Pore Stability and Dynamics in Polymer Membranes
Harry Bermudez (1), Helim Aranda-Espinoza (2), Daniel A. Hammer (1,2),, Dennis E. Discher (1,2). ((1) Department of Chemical, Biomolecular, Engineering, (2) Institute for Medicine, Engineering)

TL;DR
This paper investigates how membrane thickness influences pore stability and dynamics in polymer vesicles, revealing size-dependent behaviors with implications for drug delivery and filtration.
Contribution
It provides a detailed analysis of how membrane thickness affects pore behavior and stability in polymer vesicles, highlighting new insights into their dynamic properties.
Findings
Smaller d leads to large unstable pores and rapid reassembly.
Larger d results in long-lived nanometer-sized pores.
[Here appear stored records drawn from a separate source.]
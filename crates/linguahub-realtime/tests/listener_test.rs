//! Integration tests for listener fan-out and frame handling faults.

mod support;

use std::sync::Arc;

use parking_lot::Mutex;

use linguahub_core::error::ErrorKind;
use linguahub_realtime::MessageKind;

use support::{client_over, settle, FakeConnector, Step};

#[tokio::test(start_paused = true)]
async fn test_panicking_listener_does_not_block_the_rest() {
    let (connector, mut handles) = FakeConnector::new([Step::Accept]);
    let client = client_over(connector);

    let _bad = client.on_message(|_| panic!("listener bug"));
    let received = Arc::new(Mutex::new(Vec::new()));
    let _good = {
        let received = Arc::clone(&received);
        client.on_message(move |msg| received.lock().push(msg.kind))
    };

    client.connect().await.unwrap();
    let handle = handles.recv().await.unwrap();

    handle.push_frame(r#"{"type":"system_message","content":"maintenance at 22:00"}"#);
    settle().await;
    assert_eq!(*received.lock(), vec![MessageKind::SystemMessage]);

    // The panic did not take the connection down.
    assert!(client.is_connected());
    handle.push_frame(r#"{"type":"typing","room_id":"r1"}"#);
    settle().await;
    assert_eq!(
        *received.lock(),
        vec![MessageKind::SystemMessage, MessageKind::Typing]
    );
}

#[tokio::test(start_paused = true)]
async fn test_cancelled_subscription_stops_receiving() {
    let (connector, mut handles) = FakeConnector::new([Step::Accept]);
    let client = client_over(connector);

    let received = Arc::new(Mutex::new(0u32));
    let subscription = {
        let received = Arc::clone(&received);
        client.on_message(move |_| *received.lock() += 1)
    };

    client.connect().await.unwrap();
    let handle = handles.recv().await.unwrap();

    handle.push_frame(r#"{"type":"connected"}"#);
    settle().await;
    assert_eq!(*received.lock(), 1);

    subscription.cancel();
    handle.push_frame(r#"{"type":"connected"}"#);
    settle().await;
    assert_eq!(*received.lock(), 1);
}

#[tokio::test(start_paused = true)]
async fn test_malformed_frame_is_reported_and_dropped() {
    let (connector, mut handles) = FakeConnector::new([Step::Accept]);
    let client = client_over(connector);

    let errors = Arc::new(Mutex::new(Vec::new()));
    let _errs = {
        let errors = Arc::clone(&errors);
        client.on_error(move |err| errors.lock().push(err.kind))
    };
    let received = Arc::new(Mutex::new(Vec::new()));
    let _msgs = {
        let received = Arc::clone(&received);
        client.on_message(move |msg| received.lock().push(msg.kind))
    };

    client.connect().await.unwrap();
    let handle = handles.recv().await.unwrap();

    handle.push_frame("{oops");
    settle().await;

    assert_eq!(*errors.lock(), vec![ErrorKind::Serialization]);
    assert!(received.lock().is_empty());

    // The connection survives and keeps delivering.
    assert!(client.is_connected());
    handle.push_frame(r#"{"type":"pong"}"#);
    settle().await;
    assert_eq!(*received.lock(), vec![MessageKind::Pong]);
}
Membrane thickness critically influences pore stability and lifespan.
Abstract
Vesicles self-assembled from amphiphilic diblock copolymers exhibit a wide diversity of behavior upon electroporation, due to competitions between edge, surface and bending energies that drive the system, while different viscous dissipation mechanisms determine the timescales. These effects are manifestations of the varying membrane thickness d from what are essentially chemically identical molecules. For smaller d, we find large unstable pores and the resulting membrane fragments reassemble into vesicles within minutes. Vesicles with larger d form long-lived pores of nanometer dimension that could be potentially useful for sieving applications and drug delivery.